[Work instructions]
Determine how many lines in the records below contain "ChangeEvent", then state that number alone.

[Provided records]
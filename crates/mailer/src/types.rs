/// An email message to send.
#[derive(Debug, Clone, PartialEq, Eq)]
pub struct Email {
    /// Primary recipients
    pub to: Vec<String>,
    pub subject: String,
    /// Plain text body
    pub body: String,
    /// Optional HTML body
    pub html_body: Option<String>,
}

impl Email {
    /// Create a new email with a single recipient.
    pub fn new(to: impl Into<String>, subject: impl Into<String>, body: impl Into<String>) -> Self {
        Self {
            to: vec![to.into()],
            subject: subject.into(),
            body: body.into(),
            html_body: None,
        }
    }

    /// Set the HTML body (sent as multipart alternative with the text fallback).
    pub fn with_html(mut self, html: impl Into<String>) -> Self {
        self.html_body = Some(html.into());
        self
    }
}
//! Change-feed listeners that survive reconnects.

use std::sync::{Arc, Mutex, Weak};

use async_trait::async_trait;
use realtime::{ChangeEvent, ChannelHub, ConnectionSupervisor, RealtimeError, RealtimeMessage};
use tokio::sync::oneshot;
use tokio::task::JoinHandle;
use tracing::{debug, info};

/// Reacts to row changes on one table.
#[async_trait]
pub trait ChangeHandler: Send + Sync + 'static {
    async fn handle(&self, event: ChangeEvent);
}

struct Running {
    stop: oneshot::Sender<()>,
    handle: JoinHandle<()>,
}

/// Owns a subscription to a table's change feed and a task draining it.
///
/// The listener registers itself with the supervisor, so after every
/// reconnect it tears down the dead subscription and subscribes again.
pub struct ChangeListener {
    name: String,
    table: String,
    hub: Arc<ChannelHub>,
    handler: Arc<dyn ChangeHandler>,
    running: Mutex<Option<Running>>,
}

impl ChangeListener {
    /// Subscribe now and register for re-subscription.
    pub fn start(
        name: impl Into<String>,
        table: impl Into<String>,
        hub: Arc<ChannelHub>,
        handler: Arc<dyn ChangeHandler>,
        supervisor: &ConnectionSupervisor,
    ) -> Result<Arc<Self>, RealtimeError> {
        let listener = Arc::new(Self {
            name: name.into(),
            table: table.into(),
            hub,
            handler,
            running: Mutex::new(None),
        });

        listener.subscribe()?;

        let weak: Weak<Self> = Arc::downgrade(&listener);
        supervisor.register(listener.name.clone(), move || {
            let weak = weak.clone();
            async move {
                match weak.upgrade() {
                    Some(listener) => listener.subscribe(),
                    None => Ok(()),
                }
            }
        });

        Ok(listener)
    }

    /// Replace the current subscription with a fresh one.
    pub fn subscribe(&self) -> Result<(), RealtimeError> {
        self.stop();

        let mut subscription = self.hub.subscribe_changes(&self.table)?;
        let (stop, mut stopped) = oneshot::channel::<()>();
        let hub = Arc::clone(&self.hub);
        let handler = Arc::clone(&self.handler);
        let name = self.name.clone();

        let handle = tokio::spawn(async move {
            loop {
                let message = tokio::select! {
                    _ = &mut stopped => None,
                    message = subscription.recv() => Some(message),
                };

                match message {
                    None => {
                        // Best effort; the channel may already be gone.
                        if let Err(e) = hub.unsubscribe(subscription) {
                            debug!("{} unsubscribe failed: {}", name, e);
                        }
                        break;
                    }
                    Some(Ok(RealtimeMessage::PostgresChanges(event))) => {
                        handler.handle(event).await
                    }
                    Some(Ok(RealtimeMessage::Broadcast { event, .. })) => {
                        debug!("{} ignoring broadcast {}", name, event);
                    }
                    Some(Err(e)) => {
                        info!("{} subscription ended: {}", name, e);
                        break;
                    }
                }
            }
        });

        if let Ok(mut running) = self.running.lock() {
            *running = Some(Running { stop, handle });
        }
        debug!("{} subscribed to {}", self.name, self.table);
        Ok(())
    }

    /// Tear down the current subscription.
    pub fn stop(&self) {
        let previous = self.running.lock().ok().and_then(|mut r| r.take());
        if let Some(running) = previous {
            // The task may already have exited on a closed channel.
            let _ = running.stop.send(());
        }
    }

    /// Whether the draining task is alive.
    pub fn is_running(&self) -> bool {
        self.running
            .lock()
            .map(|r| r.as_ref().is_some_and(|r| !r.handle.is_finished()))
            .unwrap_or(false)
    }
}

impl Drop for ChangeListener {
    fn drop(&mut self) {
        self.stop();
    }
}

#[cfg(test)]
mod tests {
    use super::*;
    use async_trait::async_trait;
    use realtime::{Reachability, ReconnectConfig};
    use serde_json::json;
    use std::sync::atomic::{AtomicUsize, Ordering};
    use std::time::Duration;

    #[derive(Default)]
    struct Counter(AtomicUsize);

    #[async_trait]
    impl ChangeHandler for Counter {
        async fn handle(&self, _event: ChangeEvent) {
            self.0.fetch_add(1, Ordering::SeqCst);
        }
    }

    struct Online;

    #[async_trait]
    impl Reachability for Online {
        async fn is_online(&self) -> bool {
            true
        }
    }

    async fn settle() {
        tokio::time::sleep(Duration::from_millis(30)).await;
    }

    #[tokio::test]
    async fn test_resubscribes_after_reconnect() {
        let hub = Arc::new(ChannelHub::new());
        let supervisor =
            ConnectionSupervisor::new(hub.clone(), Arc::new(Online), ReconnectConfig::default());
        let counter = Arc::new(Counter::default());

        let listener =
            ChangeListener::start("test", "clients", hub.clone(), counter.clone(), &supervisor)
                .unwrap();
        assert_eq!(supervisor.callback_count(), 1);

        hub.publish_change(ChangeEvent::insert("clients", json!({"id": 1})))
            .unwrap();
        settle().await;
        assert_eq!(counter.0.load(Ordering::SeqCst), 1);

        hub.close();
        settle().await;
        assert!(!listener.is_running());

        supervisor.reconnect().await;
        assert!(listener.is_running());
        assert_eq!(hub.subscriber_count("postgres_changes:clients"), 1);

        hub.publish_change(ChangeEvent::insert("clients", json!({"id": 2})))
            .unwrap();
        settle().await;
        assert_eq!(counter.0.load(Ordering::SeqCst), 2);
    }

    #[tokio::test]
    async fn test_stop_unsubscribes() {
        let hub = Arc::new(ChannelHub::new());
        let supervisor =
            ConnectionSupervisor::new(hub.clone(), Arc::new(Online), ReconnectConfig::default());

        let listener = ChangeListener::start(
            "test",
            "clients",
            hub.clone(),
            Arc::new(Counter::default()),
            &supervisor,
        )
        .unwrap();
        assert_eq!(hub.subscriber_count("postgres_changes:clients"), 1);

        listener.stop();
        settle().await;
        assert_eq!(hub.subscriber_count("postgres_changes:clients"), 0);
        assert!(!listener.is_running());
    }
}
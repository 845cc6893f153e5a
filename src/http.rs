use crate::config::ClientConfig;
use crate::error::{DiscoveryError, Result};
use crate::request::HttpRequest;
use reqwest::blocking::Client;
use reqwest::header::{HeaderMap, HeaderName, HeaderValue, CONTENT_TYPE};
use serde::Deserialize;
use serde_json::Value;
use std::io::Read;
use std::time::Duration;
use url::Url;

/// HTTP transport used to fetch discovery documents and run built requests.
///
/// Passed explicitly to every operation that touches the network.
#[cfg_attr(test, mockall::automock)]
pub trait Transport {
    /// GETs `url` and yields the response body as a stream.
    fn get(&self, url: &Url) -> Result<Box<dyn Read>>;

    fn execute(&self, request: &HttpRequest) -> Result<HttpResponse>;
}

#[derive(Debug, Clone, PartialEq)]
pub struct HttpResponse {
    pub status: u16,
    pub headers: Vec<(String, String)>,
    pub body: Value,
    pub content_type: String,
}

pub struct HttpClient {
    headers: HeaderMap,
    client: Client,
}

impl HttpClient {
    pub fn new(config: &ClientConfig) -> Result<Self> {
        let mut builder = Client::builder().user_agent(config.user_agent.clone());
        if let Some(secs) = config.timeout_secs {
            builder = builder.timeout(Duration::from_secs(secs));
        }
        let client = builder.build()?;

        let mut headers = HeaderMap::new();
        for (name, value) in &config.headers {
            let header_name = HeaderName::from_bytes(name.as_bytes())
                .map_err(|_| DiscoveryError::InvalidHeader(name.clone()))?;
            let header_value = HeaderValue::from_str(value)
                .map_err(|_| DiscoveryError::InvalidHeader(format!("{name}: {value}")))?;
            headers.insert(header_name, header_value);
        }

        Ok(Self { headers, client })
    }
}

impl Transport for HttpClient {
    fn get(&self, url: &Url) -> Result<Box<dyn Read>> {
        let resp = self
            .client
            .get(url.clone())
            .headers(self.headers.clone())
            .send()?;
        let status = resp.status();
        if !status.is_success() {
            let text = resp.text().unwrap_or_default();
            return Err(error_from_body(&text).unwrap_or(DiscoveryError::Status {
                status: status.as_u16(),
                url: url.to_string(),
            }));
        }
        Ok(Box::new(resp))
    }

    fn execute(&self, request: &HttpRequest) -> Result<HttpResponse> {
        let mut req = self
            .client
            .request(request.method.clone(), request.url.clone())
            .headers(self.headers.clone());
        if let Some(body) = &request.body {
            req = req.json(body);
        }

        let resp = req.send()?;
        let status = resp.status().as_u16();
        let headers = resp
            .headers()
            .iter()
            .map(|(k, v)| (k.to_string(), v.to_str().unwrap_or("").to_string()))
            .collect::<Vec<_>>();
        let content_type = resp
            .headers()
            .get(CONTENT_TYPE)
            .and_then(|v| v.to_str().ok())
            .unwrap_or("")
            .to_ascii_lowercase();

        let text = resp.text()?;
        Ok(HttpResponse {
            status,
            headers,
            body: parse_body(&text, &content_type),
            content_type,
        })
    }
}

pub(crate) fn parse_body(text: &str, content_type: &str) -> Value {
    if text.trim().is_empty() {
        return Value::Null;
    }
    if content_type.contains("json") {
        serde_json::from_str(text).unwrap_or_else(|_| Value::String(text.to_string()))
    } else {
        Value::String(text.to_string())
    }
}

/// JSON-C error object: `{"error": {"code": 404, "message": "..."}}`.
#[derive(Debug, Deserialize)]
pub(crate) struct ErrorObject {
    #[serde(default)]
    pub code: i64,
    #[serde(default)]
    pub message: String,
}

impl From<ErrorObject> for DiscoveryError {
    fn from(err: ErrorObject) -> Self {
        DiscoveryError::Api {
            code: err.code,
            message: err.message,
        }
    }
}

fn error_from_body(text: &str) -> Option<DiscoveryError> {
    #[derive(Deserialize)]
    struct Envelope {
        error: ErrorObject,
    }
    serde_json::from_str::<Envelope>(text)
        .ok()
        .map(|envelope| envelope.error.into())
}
...
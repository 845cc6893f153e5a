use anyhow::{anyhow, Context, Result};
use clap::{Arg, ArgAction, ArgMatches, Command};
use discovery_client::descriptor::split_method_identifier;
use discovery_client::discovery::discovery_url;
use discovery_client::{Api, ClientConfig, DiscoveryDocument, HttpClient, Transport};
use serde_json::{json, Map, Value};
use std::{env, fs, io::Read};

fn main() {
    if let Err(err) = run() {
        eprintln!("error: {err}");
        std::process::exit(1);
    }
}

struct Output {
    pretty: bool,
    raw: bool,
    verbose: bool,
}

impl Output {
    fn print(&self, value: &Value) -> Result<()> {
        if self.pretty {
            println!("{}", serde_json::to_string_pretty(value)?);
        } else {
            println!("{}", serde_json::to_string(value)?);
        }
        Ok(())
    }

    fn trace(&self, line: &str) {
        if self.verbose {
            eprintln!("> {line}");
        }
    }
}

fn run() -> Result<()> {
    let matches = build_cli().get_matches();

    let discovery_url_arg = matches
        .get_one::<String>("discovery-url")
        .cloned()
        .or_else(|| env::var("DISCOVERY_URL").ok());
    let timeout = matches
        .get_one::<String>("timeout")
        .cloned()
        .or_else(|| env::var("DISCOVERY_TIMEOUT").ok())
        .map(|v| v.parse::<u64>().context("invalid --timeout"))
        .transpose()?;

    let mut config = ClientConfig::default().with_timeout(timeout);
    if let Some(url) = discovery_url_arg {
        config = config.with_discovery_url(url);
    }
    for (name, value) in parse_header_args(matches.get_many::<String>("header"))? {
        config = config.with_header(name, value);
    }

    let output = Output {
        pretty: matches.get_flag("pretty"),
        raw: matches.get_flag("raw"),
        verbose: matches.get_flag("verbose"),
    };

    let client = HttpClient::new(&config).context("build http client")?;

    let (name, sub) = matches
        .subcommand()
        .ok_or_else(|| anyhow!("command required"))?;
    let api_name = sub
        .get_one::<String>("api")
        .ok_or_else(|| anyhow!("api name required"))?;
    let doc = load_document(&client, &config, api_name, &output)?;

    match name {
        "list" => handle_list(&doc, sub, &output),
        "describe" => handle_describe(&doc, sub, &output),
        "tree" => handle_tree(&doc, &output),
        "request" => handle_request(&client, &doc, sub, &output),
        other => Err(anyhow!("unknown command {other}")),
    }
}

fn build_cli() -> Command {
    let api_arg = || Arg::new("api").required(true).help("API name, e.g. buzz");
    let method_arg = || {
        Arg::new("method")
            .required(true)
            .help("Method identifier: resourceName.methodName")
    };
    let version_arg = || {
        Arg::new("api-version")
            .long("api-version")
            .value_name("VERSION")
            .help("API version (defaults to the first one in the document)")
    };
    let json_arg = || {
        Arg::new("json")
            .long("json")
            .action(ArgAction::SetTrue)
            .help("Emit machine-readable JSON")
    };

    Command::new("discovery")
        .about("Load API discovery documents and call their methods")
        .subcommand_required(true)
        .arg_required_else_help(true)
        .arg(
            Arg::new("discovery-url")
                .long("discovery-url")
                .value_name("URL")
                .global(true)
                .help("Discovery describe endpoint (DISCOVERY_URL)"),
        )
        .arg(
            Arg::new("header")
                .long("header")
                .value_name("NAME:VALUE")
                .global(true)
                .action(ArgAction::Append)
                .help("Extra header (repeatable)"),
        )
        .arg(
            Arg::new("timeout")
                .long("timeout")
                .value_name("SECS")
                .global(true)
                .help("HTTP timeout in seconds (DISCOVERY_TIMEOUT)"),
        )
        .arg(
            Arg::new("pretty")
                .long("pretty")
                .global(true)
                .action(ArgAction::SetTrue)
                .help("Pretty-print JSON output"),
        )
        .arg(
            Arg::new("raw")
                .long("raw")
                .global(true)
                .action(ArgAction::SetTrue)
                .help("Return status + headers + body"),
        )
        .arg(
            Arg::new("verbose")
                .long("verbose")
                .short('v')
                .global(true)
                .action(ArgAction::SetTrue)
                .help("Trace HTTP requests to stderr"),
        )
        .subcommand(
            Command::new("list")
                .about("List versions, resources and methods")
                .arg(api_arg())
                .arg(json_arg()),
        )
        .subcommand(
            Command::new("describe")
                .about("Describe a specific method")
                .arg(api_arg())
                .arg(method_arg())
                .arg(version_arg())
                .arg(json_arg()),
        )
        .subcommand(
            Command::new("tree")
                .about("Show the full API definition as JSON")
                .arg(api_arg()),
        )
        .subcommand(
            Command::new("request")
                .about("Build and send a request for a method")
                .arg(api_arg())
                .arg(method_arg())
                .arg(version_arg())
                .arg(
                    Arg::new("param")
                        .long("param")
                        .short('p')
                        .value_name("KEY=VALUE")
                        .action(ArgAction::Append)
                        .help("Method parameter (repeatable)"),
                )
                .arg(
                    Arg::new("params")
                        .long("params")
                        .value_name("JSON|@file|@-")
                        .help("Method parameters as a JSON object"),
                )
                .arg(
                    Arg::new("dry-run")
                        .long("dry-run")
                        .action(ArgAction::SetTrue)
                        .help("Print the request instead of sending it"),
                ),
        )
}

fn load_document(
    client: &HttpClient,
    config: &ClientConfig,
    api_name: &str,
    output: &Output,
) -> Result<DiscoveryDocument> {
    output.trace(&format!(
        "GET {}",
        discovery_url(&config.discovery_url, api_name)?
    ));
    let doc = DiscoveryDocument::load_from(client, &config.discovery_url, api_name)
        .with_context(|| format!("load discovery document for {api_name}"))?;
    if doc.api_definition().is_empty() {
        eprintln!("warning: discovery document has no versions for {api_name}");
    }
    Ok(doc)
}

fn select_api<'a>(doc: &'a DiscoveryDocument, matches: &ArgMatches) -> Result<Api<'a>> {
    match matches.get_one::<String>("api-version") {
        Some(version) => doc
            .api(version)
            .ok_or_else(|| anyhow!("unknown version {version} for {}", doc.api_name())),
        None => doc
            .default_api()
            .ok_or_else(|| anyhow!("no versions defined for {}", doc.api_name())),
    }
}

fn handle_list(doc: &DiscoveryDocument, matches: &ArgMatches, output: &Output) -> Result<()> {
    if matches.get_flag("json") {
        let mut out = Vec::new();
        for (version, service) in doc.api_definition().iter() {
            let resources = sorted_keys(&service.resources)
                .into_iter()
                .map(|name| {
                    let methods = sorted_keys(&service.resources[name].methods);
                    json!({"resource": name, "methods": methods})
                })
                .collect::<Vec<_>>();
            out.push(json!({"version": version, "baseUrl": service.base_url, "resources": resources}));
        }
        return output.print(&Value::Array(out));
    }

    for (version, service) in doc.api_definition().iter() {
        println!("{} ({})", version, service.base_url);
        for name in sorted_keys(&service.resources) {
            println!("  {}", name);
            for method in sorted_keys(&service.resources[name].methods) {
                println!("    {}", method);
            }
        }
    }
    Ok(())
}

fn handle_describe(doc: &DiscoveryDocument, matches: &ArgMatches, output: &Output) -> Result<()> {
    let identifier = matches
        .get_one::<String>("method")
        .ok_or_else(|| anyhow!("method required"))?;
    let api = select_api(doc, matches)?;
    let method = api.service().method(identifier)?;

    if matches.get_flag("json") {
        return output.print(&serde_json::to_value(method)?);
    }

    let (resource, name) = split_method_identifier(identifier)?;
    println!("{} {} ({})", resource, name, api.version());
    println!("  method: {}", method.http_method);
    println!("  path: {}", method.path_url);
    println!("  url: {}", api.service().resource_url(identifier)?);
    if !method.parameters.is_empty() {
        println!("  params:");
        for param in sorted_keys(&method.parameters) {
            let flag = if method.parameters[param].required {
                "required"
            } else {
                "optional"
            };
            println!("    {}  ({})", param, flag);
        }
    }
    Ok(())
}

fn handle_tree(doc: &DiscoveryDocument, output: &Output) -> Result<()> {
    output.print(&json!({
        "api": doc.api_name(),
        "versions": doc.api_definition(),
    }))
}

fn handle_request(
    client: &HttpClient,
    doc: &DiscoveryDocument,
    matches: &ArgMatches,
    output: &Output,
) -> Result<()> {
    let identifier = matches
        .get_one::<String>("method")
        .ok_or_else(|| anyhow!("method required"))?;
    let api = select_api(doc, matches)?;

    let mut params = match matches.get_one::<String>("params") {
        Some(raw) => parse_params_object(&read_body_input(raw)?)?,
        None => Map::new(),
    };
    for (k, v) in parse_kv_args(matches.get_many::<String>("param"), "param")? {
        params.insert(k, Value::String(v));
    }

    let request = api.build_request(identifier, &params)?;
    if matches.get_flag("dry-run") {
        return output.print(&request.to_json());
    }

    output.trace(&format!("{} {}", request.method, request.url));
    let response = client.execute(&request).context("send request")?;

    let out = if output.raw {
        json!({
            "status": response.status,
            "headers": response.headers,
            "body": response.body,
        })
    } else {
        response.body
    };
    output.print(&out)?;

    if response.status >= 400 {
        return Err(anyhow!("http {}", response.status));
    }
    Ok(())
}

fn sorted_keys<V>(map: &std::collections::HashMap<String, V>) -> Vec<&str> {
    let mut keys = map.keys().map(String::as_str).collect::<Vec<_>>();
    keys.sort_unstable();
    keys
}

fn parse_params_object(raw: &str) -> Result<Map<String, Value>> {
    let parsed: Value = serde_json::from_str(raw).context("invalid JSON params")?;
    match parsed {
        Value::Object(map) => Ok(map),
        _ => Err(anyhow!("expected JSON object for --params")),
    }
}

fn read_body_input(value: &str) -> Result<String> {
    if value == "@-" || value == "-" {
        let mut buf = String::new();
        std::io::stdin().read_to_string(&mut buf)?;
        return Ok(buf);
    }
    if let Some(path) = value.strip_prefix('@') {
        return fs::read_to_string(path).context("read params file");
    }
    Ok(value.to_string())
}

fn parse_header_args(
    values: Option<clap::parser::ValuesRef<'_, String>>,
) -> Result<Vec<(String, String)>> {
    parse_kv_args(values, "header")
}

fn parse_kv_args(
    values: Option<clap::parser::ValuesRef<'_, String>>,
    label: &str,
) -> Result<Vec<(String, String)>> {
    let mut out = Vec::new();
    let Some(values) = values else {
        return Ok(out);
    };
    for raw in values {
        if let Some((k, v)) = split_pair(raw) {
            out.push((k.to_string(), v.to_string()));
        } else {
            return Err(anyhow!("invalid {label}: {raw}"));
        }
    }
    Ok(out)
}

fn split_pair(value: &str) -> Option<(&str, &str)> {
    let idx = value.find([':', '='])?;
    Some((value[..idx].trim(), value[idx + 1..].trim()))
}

[Worked solution]
5